Penyalahgunaan antibiotik rentan menyebabkan bakteri yang resisten, ini bahayanya

oleh Giovani Dio Prasasti diperbarui 18 Nov 2019, 12:00 WIB
Antibitik / Sumber: iStock

Liputan6.com, Jakarta Penyalahgunaan antibiotik menyebabkan seseorang berisiko mengalami resistensi antibiotik. Dalam kondisi tersebut, bakteri penyebab penyakit bisa bertahan dari pengobatan.

"Prinsipnya, makin sering makan antibiotik makin banyak bakteri yang resisten, sederhanya seperti itu," kata dokter spesialis anak Purnamawati Sujud dalam temu media di Jakarta pada Kamis pekan lalu, ditulis Senin (18/11/2019).

Dokter yang juga pendiri dan Dewan Penasehat Yayasan Orang Tua Peduli (YOP) ini mengatakan, ketika semakin banyak bakteri jahat yang resisten terhadap pengobatan antibiotik, seseorang akan lebih mudah untuk sakit.

Wati mencontohkan ketika seseorang terkena bakteri E.coli yang resisten, akan lebih kebal ketika seseorang mengonsumsi antibiotik. Bahkan, penyakit lebih berisiko menyerang organ-organ tertentu.

"Jadi ketika bakteri resisten menyerang, di satu sisi penyakitnya lebih berat dan lebih sulit sembuh," kata Wati.

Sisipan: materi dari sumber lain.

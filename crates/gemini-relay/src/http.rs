//! Thin HTTP surface over the chat service.
//!
//! Every dispatch failure maps to one generic error body; the precise
//! kind goes to the logs only. Replies are split to the chat message
//! length limit before they are returned.

use std::path::PathBuf;
use std::sync::Arc;

use axum::extract::State;
use axum::http::StatusCode;
use axum::response::{IntoResponse, Response};
use axum::routing::{get, post};
use axum::{Json, Router};
use base64::Engine;
use base64::engine::general_purpose::STANDARD;
use serde::{Deserialize, Serialize};
use serde_json::json;
use tracing::error;

use relay_client::Attachment;
use relay_core::DispatchError;

use crate::service::ChatService;
use crate::split::{MAX_MESSAGE_LEN, split_reply};

#[derive(Clone)]
pub struct AppState {
    service: Arc<ChatService>,
}

pub fn router(service: Arc<ChatService>) -> Router {
    Router::new()
        .route("/healthz", get(healthz))
        .route("/v1/chat", post(chat))
        .route("/v1/history/clear", post(clear_history))
        .with_state(AppState { service })
}

#[derive(Debug, Deserialize)]
struct ChatRequest {
    actor_id: String,
    #[serde(default)]
    text: String,
    #[serde(default)]
    attachments: Vec<AttachmentPayload>,
    model: Option<String>,
}

/// Inbound attachment: base64 bytes inline, or a path readable by the
/// relay process.
#[derive(Debug, Deserialize)]
struct AttachmentPayload {
    mime_type: String,
    data_base64: Option<String>,
    path: Option<PathBuf>,
}

#[derive(Debug, Serialize)]
struct ChatResponse {
    segments: Vec<String>,
}

#[derive(Debug, Deserialize)]
struct ClearRequest {
    actor_id: String,
}

async fn healthz(State(state): State<AppState>) -> Json<serde_json::Value> {
    Json(json!({
        "status": "ok",
        "eligible_keys": state.service.eligible_keys(),
    }))
}

async fn chat(State(state): State<AppState>, Json(request): Json<ChatRequest>) -> Response {
    let attachments: Vec<Attachment> = match request
        .attachments
        .iter()
        .map(decode_attachment)
        .collect::<Result<_, _>>()
    {
        Ok(attachments) => attachments,
        Err(detail) => {
            return (StatusCode::BAD_REQUEST, Json(json!({"error": detail}))).into_response();
        }
    };

    match state
        .service
        .chat(
            &request.actor_id,
            &request.text,
            &attachments,
            request.model.as_deref(),
        )
        .await
    {
        Ok(reply) => Json(ChatResponse {
            segments: split_reply(&reply, MAX_MESSAGE_LEN),
        })
        .into_response(),
        Err(err) => dispatch_failure(&request.actor_id, &err),
    }
}

async fn clear_history(
    State(state): State<AppState>,
    Json(request): Json<ClearRequest>,
) -> Json<serde_json::Value> {
    state.service.clear_history(&request.actor_id).await;
    Json(json!({"status": "cleared"}))
}

fn decode_attachment(payload: &AttachmentPayload) -> Result<Attachment, String> {
    if let Some(data) = &payload.data_base64 {
        let bytes = STANDARD
            .decode(data)
            .map_err(|err| format!("invalid attachment base64: {err}"))?;
        return Ok(Attachment::from_bytes(&payload.mime_type, bytes));
    }
    if let Some(path) = &payload.path {
        return Ok(Attachment::from_path(&payload.mime_type, path));
    }
    Err("attachment needs data_base64 or path".to_string())
}

/// One generic failure body per aborted dispatch; the kind is logged.
fn dispatch_failure(actor: &str, err: &DispatchError) -> Response {
    let status = match err {
        DispatchError::ActorBusy(_) => StatusCode::CONFLICT,
        DispatchError::EmptyPrompt | DispatchError::AttachmentRead { .. } => {
            StatusCode::BAD_REQUEST
        }
        _ => StatusCode::BAD_GATEWAY,
    };
    error!(actor = %actor, error = %err, "dispatch failed");
    (status, Json(json!({"error": "Error"}))).into_response()
}

#[cfg(test)]
#[path = "http_tests.rs"]
mod tests;
#[derive(thiserror::Error, Debug)]
pub enum DispatchError {
    #[error("No eligible API key in the pool")]
    QuotaExhausted,

    #[error("All {tried} API keys exhausted without a successful response")]
    AllKeysExhausted { tried: usize },

    #[error("Upstream returned status {status}")]
    Upstream { status: u16 },

    #[error("Unexpected response shape: {detail}")]
    ResponseShape { detail: String },

    #[error("Transport failure: {detail}")]
    Transport { detail: String },

    #[error("Actor '{0}' already has a request in flight")]
    ActorBusy(String),

    #[error("Failed to read attachment '{path}': {detail}")]
    AttachmentRead { path: String, detail: String },

    #[error("Empty prompt: no text and no attachments")]
    EmptyPrompt,
}

impl DispatchError {
    /// Whether this failure came from the caller's input rather than the
    /// upstream exchange.
    pub fn is_caller_error(&self) -> bool {
        matches!(
            self,
            Self::ActorBusy(_) | Self::AttachmentRead { .. } | Self::EmptyPrompt
        )
    }
}

#[cfg(test)]
mod tests {
    use super::*;

    #[test]
    fn test_display_quota_exhausted() {
        let err = DispatchError::QuotaExhausted;
        assert_eq!(err.to_string(), "No eligible API key in the pool");
    }

    #[test]
    fn test_display_all_keys_exhausted() {
        let err = DispatchError::AllKeysExhausted { tried: 3 };
        assert_eq!(
            err.to_string(),
            "All 3 API keys exhausted without a successful response"
        );
    }

    #[test]
    fn test_display_upstream() {
        let err = DispatchError::Upstream { status: 503 };
        assert_eq!(err.to_string(), "Upstream returned status 503");
    }

    #[test]
    fn test_display_response_shape() {
        let err = DispatchError::ResponseShape {
            detail: "missing candidates[0]".into(),
        };
        assert_eq!(
            err.to_string(),
            "Unexpected response shape: missing candidates[0]"
        );
    }

    #[test]
    fn test_display_transport() {
        let err = DispatchError::Transport {
            detail: "connection refused".into(),
        };
        assert_eq!(err.to_string(), "Transport failure: connection refused");
    }

    #[test]
    fn test_display_actor_busy() {
        let err = DispatchError::ActorBusy("user-42".into());
        assert_eq!(
            err.to_string(),
            "Actor 'user-42' already has a request in flight"
        );
    }

    #[test]
    fn test_display_attachment_read() {
        let err = DispatchError::AttachmentRead {
            path: "/tmp/img.png".into(),
            detail: "No such file or directory".into(),
        };
        assert_eq!(
            err.to_string(),
            "Failed to read attachment '/tmp/img.png': No such file or directory"
        );
    }

    #[test]
    fn test_display_empty_prompt() {
        let err = DispatchError::EmptyPrompt;
        assert_eq!(err.to_string(), "Empty prompt: no text and no attachments");
    }

    #[test]
    fn test_caller_error_classification() {
        assert!(DispatchError::ActorBusy("a".into()).is_caller_error());
        assert!(DispatchError::EmptyPrompt.is_caller_error());
        assert!(
            DispatchError::AttachmentRead {
                path: "x".into(),
                detail: "y".into()
            }
            .is_caller_error()
        );
        assert!(!DispatchError::QuotaExhausted.is_caller_error());
        assert!(!DispatchError::Upstream { status: 500 }.is_caller_error());
        assert!(!DispatchError::AllKeysExhausted { tried: 1 }.is_caller_error());
    }

    #[test]
    fn test_error_is_send_and_sync() {
        fn assert_send_sync<T: Send + Sync>() {}
        assert_send_sync::<DispatchError>();
    }
}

Simak juga Video Menarik Berikut Ini


Biaya Pengobatan yang Lebih Besar

Ilustrasi bakteri. (iStock)

Salah satu penyebab lebih sulitnya penyakit akibat bakteri yang lebih lama adalah karena tenaga kesehatan harus mencari antibiotik yang lebih kuat.

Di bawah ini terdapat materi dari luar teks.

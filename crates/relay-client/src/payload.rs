//! Assembly of the outbound request body.

use base64::Engine;
use base64::engine::general_purpose::STANDARD;

use relay_core::{DispatchError, Part, Role, Turn};

use crate::attachment::Attachment;
use crate::wire::{GenerateRequest, default_safety_settings};

/// Build a generation request: one user turn from `text` plus an
/// inline-data part per attachment, appended after the prior history.
///
/// Empty text with no attachments is rejected before any I/O. An
/// attachment read failure aborts the build, so nothing is ever sent for
/// a request whose inputs could not be fetched.
pub async fn build_request(
    text: &str,
    attachments: &[Attachment],
    history: &[Turn],
) -> Result<GenerateRequest, DispatchError> {
    if text.trim().is_empty() && attachments.is_empty() {
        return Err(DispatchError::EmptyPrompt);
    }

    let mut parts = vec![Part::text(text)];
    for attachment in attachments {
        let bytes = attachment.read_bytes().await?;
        parts.push(Part::inline_data(attachment.mime_type(), STANDARD.encode(bytes)));
    }

    let mut contents = history.to_vec();
    contents.push(Turn::new(Role::User, parts));

    Ok(GenerateRequest {
        contents,
        safety_settings: default_safety_settings(),
    })
}

#[cfg(test)]
mod tests {
    use super::*;

    #[tokio::test]
    async fn test_text_only_request() {
        let request = build_request("hello", &[], &[]).await.unwrap();
        assert_eq!(request.contents.len(), 1);
        assert_eq!(request.contents[0].role, Role::User);
        assert_eq!(request.contents[0].parts, vec![Part::text("hello")]);
        assert_eq!(request.safety_settings.len(), 4);
    }

    #[tokio::test]
    async fn test_history_precedes_new_turn() {
        let history = vec![Turn::user("earlier"), Turn::model("reply")];
        let request = build_request("now", &[], &history).await.unwrap();

        assert_eq!(request.contents.len(), 3);
        assert_eq!(request.contents[0].text(), "earlier");
        assert_eq!(request.contents[1].text(), "reply");
        assert_eq!(request.contents[2].text(), "now");
    }

    #[tokio::test]
    async fn test_attachments_become_base64_inline_parts() {
        let attachment = Attachment::from_bytes("image/png", b"ABC".to_vec());
        let request = build_request("see", &[attachment], &[]).await.unwrap();

        let parts = &request.contents[0].parts;
        assert_eq!(parts.len(), 2);
        assert_eq!(parts[0], Part::text("see"));
        assert_eq!(parts[1], Part::inline_data("image/png", "QUJD"));
    }

    #[tokio::test]
    async fn test_attachment_order_preserved() {
        let attachments = vec![
            Attachment::from_bytes("image/png", b"A".to_vec()),
            Attachment::from_bytes("image/jpeg", b"B".to_vec()),
        ];
        let request = build_request("two", &attachments, &[]).await.unwrap();

        let parts = &request.contents[0].parts;
        assert_eq!(parts[1], Part::inline_data("image/png", "QQ=="));
        assert_eq!(parts[2], Part::inline_data("image/jpeg", "Qg=="));
    }

    #[tokio::test]
    async fn test_empty_prompt_rejected() {
        assert!(matches!(
            build_request("", &[], &[]).await.unwrap_err(),
            DispatchError::EmptyPrompt
        ));
        assert!(matches!(
            build_request("   ", &[], &[]).await.unwrap_err(),
            DispatchError::EmptyPrompt
        ));
    }

    #[tokio::test]
    async fn test_empty_text_with_attachment_allowed() {
        let attachment = Attachment::from_bytes("image/png", b"A".to_vec());
        let request = build_request("", &[attachment], &[]).await.unwrap();
        assert_eq!(request.contents[0].parts.len(), 2);
    }

    #[tokio::test]
    async fn test_unreadable_attachment_aborts_build() {
        let attachment = Attachment::from_path("image/png", "/no/such/file");
        let err = build_request("text", &[attachment], &[]).await.unwrap_err();
        assert!(matches!(err, DispatchError::AttachmentRead { .. }));
    }
}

"Jadi dunia kedokteran itu seperti sedang berlari di atas treadmill, tapi yang dikejar itu tidak pernah tertangkap. Jadi mencari antibiotik baru bukan solusi, meskipun menemukan itu juga penting," kata Wati.

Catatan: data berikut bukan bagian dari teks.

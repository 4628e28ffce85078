//! Request/response bodies as the upstream API serializes them.

use serde::{Deserialize, Serialize};

use relay_core::{DispatchError, Turn};

/// Body of a generation request: the full ordered turn sequence plus the
/// fixed safety block.
#[derive(Debug, Clone, PartialEq, Serialize, Deserialize)]
#[serde(rename_all = "camelCase")]
pub struct GenerateRequest {
    pub contents: Vec<Turn>,
    pub safety_settings: Vec<SafetySetting>,
}

#[derive(Debug, Clone, PartialEq, Eq, Serialize, Deserialize)]
pub struct SafetySetting {
    pub category: String,
    pub threshold: String,
}

/// The fixed safety policy: every harm category the upstream knows, at
/// the least restrictive threshold. Not configurable per call.
pub fn default_safety_settings() -> Vec<SafetySetting> {
    [
        "HARM_CATEGORY_HATE_SPEECH",
        "HARM_CATEGORY_SEXUALLY_EXPLICIT",
        "HARM_CATEGORY_DANGEROUS_CONTENT",
        "HARM_CATEGORY_HARASSMENT",
    ]
    .into_iter()
    .map(|category| SafetySetting {
        category: category.to_string(),
        threshold: "BLOCK_NONE".to_string(),
    })
    .collect()
}

// Response records keep every level optional so shape problems surface as
// typed extraction errors rather than serde failures with opaque paths.

#[derive(Debug, Deserialize)]
struct ResponseRecord {
    candidates: Option<Vec<Candidate>>,
}

#[derive(Debug, Deserialize)]
struct Candidate {
    content: Option<CandidateContent>,
}

#[derive(Debug, Deserialize)]
struct CandidateContent {
    parts: Option<Vec<CandidatePart>>,
}

#[derive(Debug, Deserialize)]
struct CandidatePart {
    text: Option<String>,
}

/// Parse a response body (a JSON array of records) and concatenate the
/// first candidate's first part's text across records, in record order.
///
/// Any missing step of the extraction path is a shape error naming the
/// record it failed in.
pub fn extract_text(body: &str) -> Result<String, DispatchError> {
    let records: Vec<ResponseRecord> =
        serde_json::from_str(body).map_err(|err| DispatchError::ResponseShape {
            detail: format!("invalid JSON: {err}"),
        })?;

    let mut reply = String::new();
    for (index, record) in records.iter().enumerate() {
        let text = record
            .candidates
            .as_deref()
            .and_then(<[Candidate]>::first)
            .and_then(|candidate| candidate.content.as_ref())
            .and_then(|content| content.parts.as_deref())
            .and_then(<[CandidatePart]>::first)
            .and_then(|part| part.text.as_deref())
            .ok_or_else(|| DispatchError::ResponseShape {
                detail: format!("missing candidates[0].content.parts[0].text in record {index}"),
            })?;
        reply.push_str(text);
    }
    Ok(reply)
}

Selain itu, antibiotik yang lebih kuat juga memiliki risiko efek samping yang lebih besar.

"Artinya dari sisi medis risiko kematiannya tinggi, dari sisi non-medis uangnya juga lebih besar," ujarnya.

YOP memaparkan bahwa ketika seseorang terinfeksi bakteri yang resisten atau superbugs, menjadi lebih sulit untuk disembuhkan dan terapinya membutuhkan biaya yang sangat mahal. Beberapa kasus bahkan menyebabkan cacat permanen.

YOP menjelaskan bahwa setiap tahunnya, 25 ribu nyawa melayang akibat bakteri resisten di Eropa. Sementara 23 ribu meninggal di Amerika Serikat, 38 ribu meninggal di Thailand, dan 58 ribu bayi meninggal di India karena masalah tersebut.